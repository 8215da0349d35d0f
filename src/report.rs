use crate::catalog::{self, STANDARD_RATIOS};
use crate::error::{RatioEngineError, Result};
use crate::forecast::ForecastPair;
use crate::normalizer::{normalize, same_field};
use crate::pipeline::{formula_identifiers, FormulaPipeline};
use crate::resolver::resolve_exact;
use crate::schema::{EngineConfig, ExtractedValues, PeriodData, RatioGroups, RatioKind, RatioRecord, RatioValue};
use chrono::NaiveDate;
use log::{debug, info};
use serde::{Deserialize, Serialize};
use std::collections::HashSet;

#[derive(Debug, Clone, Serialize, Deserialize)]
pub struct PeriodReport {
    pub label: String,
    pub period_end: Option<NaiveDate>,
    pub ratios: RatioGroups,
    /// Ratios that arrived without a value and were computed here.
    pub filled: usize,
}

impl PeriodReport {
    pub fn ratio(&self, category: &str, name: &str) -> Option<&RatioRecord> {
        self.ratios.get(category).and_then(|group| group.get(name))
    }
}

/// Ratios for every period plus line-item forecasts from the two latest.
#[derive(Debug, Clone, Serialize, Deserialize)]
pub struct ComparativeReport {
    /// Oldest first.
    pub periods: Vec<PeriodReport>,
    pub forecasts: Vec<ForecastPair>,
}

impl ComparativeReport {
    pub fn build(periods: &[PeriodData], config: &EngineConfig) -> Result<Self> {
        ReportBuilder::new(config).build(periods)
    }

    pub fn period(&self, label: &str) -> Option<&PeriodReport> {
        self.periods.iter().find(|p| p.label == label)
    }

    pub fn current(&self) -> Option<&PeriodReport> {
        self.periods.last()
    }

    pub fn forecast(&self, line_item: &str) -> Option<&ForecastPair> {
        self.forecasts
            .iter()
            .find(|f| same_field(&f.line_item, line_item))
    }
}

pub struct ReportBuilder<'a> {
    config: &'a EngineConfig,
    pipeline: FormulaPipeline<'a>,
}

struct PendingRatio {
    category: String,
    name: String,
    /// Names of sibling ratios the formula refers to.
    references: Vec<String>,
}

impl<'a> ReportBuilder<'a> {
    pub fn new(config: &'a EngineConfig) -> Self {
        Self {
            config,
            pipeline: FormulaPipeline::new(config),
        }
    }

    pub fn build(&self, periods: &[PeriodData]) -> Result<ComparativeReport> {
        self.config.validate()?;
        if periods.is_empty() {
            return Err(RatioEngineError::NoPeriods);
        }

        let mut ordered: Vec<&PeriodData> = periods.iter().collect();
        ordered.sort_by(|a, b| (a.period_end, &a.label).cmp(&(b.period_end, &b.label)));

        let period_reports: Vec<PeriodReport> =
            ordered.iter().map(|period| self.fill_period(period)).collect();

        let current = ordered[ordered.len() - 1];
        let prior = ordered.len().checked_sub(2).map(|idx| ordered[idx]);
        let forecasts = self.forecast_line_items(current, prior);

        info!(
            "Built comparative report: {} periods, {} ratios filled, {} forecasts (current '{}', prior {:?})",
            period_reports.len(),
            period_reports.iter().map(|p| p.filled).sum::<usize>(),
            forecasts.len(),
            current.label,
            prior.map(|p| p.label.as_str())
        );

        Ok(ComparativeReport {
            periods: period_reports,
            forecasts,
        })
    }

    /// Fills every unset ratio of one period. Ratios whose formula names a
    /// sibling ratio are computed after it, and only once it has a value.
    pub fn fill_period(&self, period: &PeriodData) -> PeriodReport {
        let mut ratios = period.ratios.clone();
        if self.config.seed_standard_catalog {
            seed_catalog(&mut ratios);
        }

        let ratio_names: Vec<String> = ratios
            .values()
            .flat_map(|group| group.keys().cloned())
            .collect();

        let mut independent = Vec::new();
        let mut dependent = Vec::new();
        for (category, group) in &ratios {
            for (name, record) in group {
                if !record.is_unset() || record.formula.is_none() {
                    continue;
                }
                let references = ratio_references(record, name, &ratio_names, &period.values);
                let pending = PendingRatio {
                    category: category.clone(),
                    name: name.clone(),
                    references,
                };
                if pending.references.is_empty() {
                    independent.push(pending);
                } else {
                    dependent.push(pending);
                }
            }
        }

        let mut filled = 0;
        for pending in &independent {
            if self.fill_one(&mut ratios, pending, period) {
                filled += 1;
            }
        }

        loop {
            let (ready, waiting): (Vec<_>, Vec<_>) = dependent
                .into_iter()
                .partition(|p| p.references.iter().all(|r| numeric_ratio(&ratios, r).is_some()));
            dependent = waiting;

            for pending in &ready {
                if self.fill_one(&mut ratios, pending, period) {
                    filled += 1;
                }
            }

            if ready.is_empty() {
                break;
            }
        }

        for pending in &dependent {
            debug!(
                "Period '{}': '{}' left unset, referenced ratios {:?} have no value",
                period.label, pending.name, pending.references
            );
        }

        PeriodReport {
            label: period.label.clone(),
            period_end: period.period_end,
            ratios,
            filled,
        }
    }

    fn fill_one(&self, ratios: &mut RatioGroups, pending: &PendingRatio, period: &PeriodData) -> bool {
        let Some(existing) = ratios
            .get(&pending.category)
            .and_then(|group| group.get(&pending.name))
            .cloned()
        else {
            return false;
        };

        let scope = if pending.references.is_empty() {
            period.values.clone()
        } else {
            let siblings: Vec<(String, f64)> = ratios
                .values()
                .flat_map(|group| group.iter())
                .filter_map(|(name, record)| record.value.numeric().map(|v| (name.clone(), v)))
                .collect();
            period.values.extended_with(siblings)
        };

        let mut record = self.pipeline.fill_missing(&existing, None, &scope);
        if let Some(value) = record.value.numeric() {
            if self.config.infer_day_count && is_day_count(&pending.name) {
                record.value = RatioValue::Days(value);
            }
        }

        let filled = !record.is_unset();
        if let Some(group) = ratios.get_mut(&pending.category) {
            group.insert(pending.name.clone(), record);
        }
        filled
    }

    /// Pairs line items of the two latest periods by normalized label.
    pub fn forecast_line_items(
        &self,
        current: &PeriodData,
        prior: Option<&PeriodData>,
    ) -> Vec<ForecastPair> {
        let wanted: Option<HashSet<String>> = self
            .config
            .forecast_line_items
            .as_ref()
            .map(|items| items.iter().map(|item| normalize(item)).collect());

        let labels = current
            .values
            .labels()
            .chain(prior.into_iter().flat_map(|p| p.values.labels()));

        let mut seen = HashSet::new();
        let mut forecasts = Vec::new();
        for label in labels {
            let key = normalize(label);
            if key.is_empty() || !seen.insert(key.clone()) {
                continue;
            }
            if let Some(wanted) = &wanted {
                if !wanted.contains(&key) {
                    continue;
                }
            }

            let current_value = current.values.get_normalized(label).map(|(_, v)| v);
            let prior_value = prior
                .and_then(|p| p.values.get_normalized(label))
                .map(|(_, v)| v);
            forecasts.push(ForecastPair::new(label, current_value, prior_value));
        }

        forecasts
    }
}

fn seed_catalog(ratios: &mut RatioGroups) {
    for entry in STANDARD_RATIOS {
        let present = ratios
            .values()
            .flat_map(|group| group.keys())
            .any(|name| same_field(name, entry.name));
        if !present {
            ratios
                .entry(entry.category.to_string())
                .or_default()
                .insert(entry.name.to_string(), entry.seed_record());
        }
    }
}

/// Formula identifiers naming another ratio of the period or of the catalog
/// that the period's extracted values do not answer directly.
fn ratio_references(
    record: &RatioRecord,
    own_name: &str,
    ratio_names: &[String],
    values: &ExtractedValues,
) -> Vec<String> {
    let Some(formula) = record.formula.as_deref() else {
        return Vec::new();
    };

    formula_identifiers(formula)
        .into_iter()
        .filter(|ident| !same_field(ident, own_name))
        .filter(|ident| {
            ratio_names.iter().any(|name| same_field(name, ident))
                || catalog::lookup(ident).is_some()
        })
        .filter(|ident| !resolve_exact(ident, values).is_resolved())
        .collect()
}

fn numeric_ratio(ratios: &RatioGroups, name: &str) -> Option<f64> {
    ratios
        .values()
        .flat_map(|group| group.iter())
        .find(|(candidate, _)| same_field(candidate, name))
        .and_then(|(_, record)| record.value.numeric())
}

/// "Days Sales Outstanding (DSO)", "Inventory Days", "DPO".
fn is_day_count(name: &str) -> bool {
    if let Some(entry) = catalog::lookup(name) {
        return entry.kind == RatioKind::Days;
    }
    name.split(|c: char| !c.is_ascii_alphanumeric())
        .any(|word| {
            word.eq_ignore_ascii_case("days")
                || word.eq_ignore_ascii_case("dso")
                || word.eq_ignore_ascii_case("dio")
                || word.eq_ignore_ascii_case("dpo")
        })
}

---------------

Exercise directions:
The lines from the beginning of the records through the line containing "use crate::resolver::resolve_exact;" should be reproduced exactly. Include nothing else.

Response below:
repository 8215da0349d35d0f
filename src/report.rs
use crate::catalog::{self, STANDARD_RATIOS};
use crate::error::{RatioEngineError, Result};
use crate::forecast::ForecastPair;
use crate::normalizer::{normalize, same_field};
use crate::pipeline::{formula_identifiers, FormulaPipeline};
use crate::resolver::resolve_exact;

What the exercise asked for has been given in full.